Figure 6. The aggregation of GRP78 is associated with VPS34.

(A) DLD1 cells stably expressing GRP78-GFP were treated with or without SAHA and immunostained with an anti-VPS34 antibody. The images were superimposed to determine the degree of colocalization. (B) VPS34 expression in DLD1 cells was knocked down by shRNAs. Culture supernatants were collected and subjected to Western blot analysis of GRP78 secretion. (C) DLD1 cells treated or untreated with SAHA were immunoprecipitated with an anti-GRP78 antibody followed by immunoblotting with anti-HDAC6 and anti-VPS34 antibodies. (D) 293T cells were transfected with Flag-tagged VPS34 and GRP78-GFP plasmids. After transfection for 24 h, cells were treated with SAHA for another 12 h.
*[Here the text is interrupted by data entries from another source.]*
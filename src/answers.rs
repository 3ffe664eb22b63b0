//! Resolution of configured variables into the final variable mapping.

use crate::error::{Error, Result};
use crate::prompt::Prompter;
use crate::template::{TemplateEngine, Variables};
use crate::transformers::{is_valid_name, Transformers};
use indexmap::IndexMap;
use log::debug;

/// Parses a `NAME=VALUE` preset answer.
///
/// # Errors
/// * `Error::ConfigError` if there is no `=`
/// * `Error::InvalidVariableName` if the name is not a valid identifier
pub fn parse_var(raw: &str) -> Result<(String, String)> {
    let (name, value) = raw
        .split_once('=')
        .ok_or_else(|| Error::ConfigError(format!("expected NAME=VALUE, got '{raw}'")))?;
    if !is_valid_name(name) {
        return Err(Error::InvalidVariableName(name.to_string()));
    }
    Ok((name.to_string(), value.to_string()))
}

/// Resolves every configured variable in declaration order.
///
/// Each configured value is rendered against the mapping as it stands:
/// earlier variables hold their answers while later ones are still raw.
/// The rendered value is offered as the default unless a preset answer
/// exists, which is taken verbatim without asking.
///
/// # Errors
/// * `Error::UnknownVariable` if a preset names an undeclared variable
/// * Any rendering or prompt error
pub fn resolve_variables(
    configured: &IndexMap<String, String>,
    presets: &IndexMap<String, String>,
    transformers: &Transformers,
    prompter: &dyn Prompter,
) -> Result<Variables> {
    if let Some(name) = presets.keys().find(|name| !configured.contains_key(*name)) {
        return Err(Error::UnknownVariable(name.clone()));
    }

    let mut variables: Variables = configured.clone();
    let names: Vec<String> = variables.keys().cloned().collect();

    for name in names {
        let answer = match presets.get(&name) {
            Some(preset) => preset.clone(),
            None => {
                let raw = &variables[&name];
                let default = TemplateEngine::new(&variables, transformers).substitute(raw)?;
                prompter.ask(&name, &default)?
            }
        };
        debug!("Resolved '{name}' to '{answer}'");
        variables.insert(name, answer);
    }
    Ok(variables)
}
Lysates from SAHA-treated and untreated cells were immunoprecipitated with an anti-Flag antibody followed by immunoblotting with anti-GFP and anti-Flag antibodies. (E) 293T cells were co-transfected with GRP78-GFP and Flag-tagged wild-type or catalytically inactive HDAC6. Cell lysates were immunoprecipitated with an anti-GFP antibody followed by immunoblotting with anti-VPS34 and anti-Flag antibodies.